● Exercise details: Count lines holding the string "impl" in the data that follows. Reply with one number only.

● Record extracts:
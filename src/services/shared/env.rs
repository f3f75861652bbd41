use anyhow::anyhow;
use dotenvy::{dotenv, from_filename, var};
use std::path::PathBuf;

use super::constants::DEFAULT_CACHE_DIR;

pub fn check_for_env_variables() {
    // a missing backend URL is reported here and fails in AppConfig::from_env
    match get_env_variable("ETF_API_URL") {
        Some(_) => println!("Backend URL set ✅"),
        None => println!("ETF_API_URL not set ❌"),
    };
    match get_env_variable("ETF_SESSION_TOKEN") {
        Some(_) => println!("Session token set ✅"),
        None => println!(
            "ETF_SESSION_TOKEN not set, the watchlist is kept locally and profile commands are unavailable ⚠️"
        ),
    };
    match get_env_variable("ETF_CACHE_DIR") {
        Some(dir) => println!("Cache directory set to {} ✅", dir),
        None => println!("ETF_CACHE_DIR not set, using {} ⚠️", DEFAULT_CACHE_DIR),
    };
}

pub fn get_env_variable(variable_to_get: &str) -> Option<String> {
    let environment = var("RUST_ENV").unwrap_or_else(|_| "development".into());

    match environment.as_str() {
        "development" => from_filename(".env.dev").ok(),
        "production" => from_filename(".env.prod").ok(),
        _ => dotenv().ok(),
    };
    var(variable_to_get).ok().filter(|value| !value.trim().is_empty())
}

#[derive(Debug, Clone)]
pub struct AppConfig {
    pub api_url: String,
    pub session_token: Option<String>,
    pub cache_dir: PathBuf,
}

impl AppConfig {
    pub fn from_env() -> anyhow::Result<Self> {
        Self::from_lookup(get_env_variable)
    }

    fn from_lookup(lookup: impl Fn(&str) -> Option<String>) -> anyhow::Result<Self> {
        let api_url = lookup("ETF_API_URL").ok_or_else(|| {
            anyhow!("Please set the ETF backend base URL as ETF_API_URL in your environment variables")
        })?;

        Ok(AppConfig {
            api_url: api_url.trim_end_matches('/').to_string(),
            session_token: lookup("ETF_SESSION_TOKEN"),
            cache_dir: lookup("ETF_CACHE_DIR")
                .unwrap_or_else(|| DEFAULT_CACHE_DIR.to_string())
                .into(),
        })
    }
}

* * *

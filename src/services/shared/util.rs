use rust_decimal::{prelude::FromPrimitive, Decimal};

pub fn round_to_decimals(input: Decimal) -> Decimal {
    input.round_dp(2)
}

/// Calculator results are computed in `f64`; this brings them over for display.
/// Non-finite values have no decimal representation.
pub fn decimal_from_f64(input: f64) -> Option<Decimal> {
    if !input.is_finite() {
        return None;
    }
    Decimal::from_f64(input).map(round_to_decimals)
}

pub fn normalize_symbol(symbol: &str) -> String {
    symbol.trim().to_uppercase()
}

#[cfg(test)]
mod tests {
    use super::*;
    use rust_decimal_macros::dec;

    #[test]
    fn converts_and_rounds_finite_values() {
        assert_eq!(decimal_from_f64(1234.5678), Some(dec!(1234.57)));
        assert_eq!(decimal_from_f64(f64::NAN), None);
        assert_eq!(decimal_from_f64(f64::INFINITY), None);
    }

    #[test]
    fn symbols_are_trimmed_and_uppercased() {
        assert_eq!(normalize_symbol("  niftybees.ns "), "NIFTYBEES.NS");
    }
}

● Exercise output: 2